Any place I’ve ever worked, any of these things would have been applauded. Especially if they relate to the current team/project at hand. That’s what productivity is.
The danger is that you fight against urges to work on something different. You feel like you should be working on converting some layouts, and you feel guilty for tweaking some color palettes. You’re kind of into cleaning your inbox out right now, but feel like you are being lazy for not getting the JavaScript scaffolded out for that new thing. You’re finding a funny image to respond to a playful customer with, but you’re a little mad at yourself for not updating those docs.
That’s too bad, since you are being productive anyway. You’re following your mood.
I mention this, because I suspect that working on what matches your mood makes you far more productive and excited. If you’re fighting against your mood, you’re slower, more mistake-prone, and fueling burnout.
I also suspect that the mood to work on certains things balances out. Those things I really need to do? The mood to do them will come along. Perhaps even sooner if I’m not forcing myself to do them.
If your mood is: play video games all day. Then you’re probably already burned out or in the wrong job.
I can’t vouch for any particular employee embracing this way of working. Perhaps your manager will get pissy with you if you did some seemingly-random thing rather than what they envisioned you working on. I hope not, though. As working your mood is probably best for the both of you.
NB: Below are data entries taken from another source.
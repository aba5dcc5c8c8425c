//! Filesystem utilities shared by the datatable crates.
//!
//! - [`atomic_write`]: write a table file next to its destination, sync it, then
//!   rename it into place so readers never observe a half-written table.
//! - [`TempStreamProvider`] / [`TempFileManager`]: per-buffer scratch streams that
//!   composite buffers spill completed blocks into.

mod temp;

use std::fs::{self, File};
use std::io::{self, Write};
use std::path::Path;

use tempfile::NamedTempFile;
use thiserror::Error;

pub use crate::temp::{TempFileManager, TempStream, TempStreamProvider};

#[derive(Debug, Error)]
pub enum AtomicWriteError<E: std::error::Error + 'static> {
    #[error("io error: {0}")]
    Io(#[source] io::Error),
    #[error("write error: {0}")]
    Writer(#[source] E),
}

fn parent_dir_or_dot(path: &Path) -> &Path {
    // `Path::parent` is `Some("")` for bare file names like `table.dt`.
    path.parent()
        .filter(|p| !p.as_os_str().is_empty())
        .unwrap_or_else(|| Path::new("."))
}

/// Write `dest` atomically.
///
/// `write_fn` receives a temp file in the destination directory. The temp file is
/// flushed, synced and renamed over `dest` only when `write_fn` succeeds; on error
/// the destination is untouched and the temp file is removed.
pub fn atomic_write<T, E>(
    dest: impl AsRef<Path>,
    write_fn: impl FnOnce(&mut File) -> Result<T, E>,
) -> Result<T, AtomicWriteError<E>>
where
    E: std::error::Error + 'static,
{
    let dest = dest.as_ref();
    let dir = parent_dir_or_dot(dest);
    fs::create_dir_all(dir).map_err(AtomicWriteError::Io)?;

    let mut tmp = NamedTempFile::new_in(dir).map_err(AtomicWriteError::Io)?;
    let out = write_fn(tmp.as_file_mut()).map_err(AtomicWriteError::Writer)?;

    tmp.as_file_mut().flush().map_err(AtomicWriteError::Io)?;
    tmp.as_file().sync_all().map_err(AtomicWriteError::Io)?;
    tmp.persist(dest)
        .map_err(|err| AtomicWriteError::Io(err.error))?;

    // Best-effort: the file is already in place.
    if let Err(err) = sync_dir(dir) {
        log::trace!("directory sync after atomic write failed: {err}");
    }

    Ok(out)
}

fn sync_dir(dir: &Path) -> io::Result<()> {
    // Opening a directory as a file only works on some platforms.
    File::open(dir)?.sync_all()
}

#[cfg(test)]
mod tests {
    use super::*;
    use pretty_assertions::assert_eq;

    #[test]
    fn atomic_write_replaces_existing_file() {
        let tmp = tempfile::tempdir().expect("temp dir");
        let dest = tmp.path().join("table.dt");
        std::fs::write(&dest, b"old").expect("seed");

        atomic_write(&dest, |file| file.write_all(b"new contents")).expect("atomic write");
        assert_eq!(std::fs::read(&dest).expect("read"), b"new contents");
    }

    #[test]
    fn failed_write_leaves_destination_untouched() {
        let tmp = tempfile::tempdir().expect("temp dir");
        let dest = tmp.path().join("table.dt");
        std::fs::write(&dest, b"sentinel").expect("seed");

        let err = atomic_write(&dest, |file| {
            file.write_all(b"partial").expect("write temp");
            Err::<(), _>(io::Error::new(io::ErrorKind::Other, "simulated"))
        })
        .expect_err("writer error should propagate");
        assert!(matches!(err, AtomicWriteError::Writer(_)));

        assert_eq!(std::fs::read(&dest).expect("read"), b"sentinel");
        let files: Vec<_> = std::fs::read_dir(tmp.path())
            .expect("read_dir")
            .filter_map(|e| e.ok())
            .map(|e| e.path())
            .collect();
        assert_eq!(files, vec![dest], "temp file should be cleaned up");
    }

    #[test]
    fn creates_missing_parent_directories() {
        let tmp = tempfile::tempdir().expect("temp dir");
        let dest = tmp.path().join("nested").join("dir").join("table.dt");
        atomic_write(&dest, |file| file.write_all(b"x")).expect("atomic write");
        assert!(dest.exists());
    }
}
Actually, I think it’s smart to craft your day around moods. I keep a rolling To-Do list that has some criteria about what counts as a “high priority”, so that it evens out to one or two high priority things a day. The rest are get-to-it-when-I-get-to-it tasks that I pick away at based on mood – I just make sure there is some meaningful task for everything. Like, I huffduff a lot of youtube conference talks so when I feel like getting away from the screen and taking a walk, I am catching up on a talk or podcast; I let me email and other repetitive or low barrier of entry tasks build up until I really don’t know what I want to do, so then I clear out the inbox. I have tasks when I’m being a hermit and tasks when I’m feeling social.
The key to this is that there really aren’t a whole lot of hardcore deadlines. That’s sometimes a reality you deal with. Honestly, a lot of shit can wait. You’re likely to be way more efficient when what you’re doing jives with how you’re feeling.
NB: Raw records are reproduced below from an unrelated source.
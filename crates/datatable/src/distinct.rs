#![forbid(unsafe_code)]

use crate::element::DistinctKey;
use std::collections::HashSet;

/// Default ceiling on tracked distinct values per buffer.
pub const DEFAULT_MAX_DISTINCT_COUNT: usize = 131_072;

/// Exact distinct-value tracking with a one-way cut-off.
///
/// Once more than `max` distinct keys have been seen the set is dropped and the
/// tracker stays disabled for good, even if later values repeat earlier ones.
#[derive(Clone, Debug)]
pub(crate) enum DistinctTracker {
    Tracking { seen: HashSet<DistinctKey>, max: usize },
    Disabled,
}

impl DistinctTracker {
    pub fn new(max: Option<usize>) -> Self {
        match max {
            Some(max) => Self::Tracking {
                seen: HashSet::new(),
                max,
            },
            None => Self::Disabled,
        }
    }

    pub fn insert(&mut self, key: DistinctKey) {
        let Self::Tracking { seen, max } = self else {
            return;
        };
        if seen.insert(key) && seen.len() > *max {
            log::debug!("distinct tracking disabled after exceeding {max} values");
            *self = Self::Disabled;
        }
    }

    pub fn count(&self) -> Option<u64> {
        match self {
            Self::Tracking { seen, .. } => Some(seen.len() as u64),
            Self::Disabled => None,
        }
    }
}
Absolutely great idea, one danger is that you do get so caught up with the low-hanging fruit that you don’t do the really important bits. I used to come up against that a lot with people I was paying to help out; because I was kind and allowed them to work on what they were in the mood for I had to work harder. It killed my morale and ultimately their jobs one-by-one. Sad to say by the time they were all gone, I didn’t even notice, because they would take too long with the comfortable.
Of course my experience could be a fluke, bad luck or simply that I should be more heavy handed, but I suspect you have to have someone special to grant them the freedom to do as they please. With great power comes great responsibility and all that.
Some related stuff from Alex Sexton:
I face a damn similar situation one too many times these days. Holding off from getting into Angular 2 and React coz I have to build products that would pay the bills.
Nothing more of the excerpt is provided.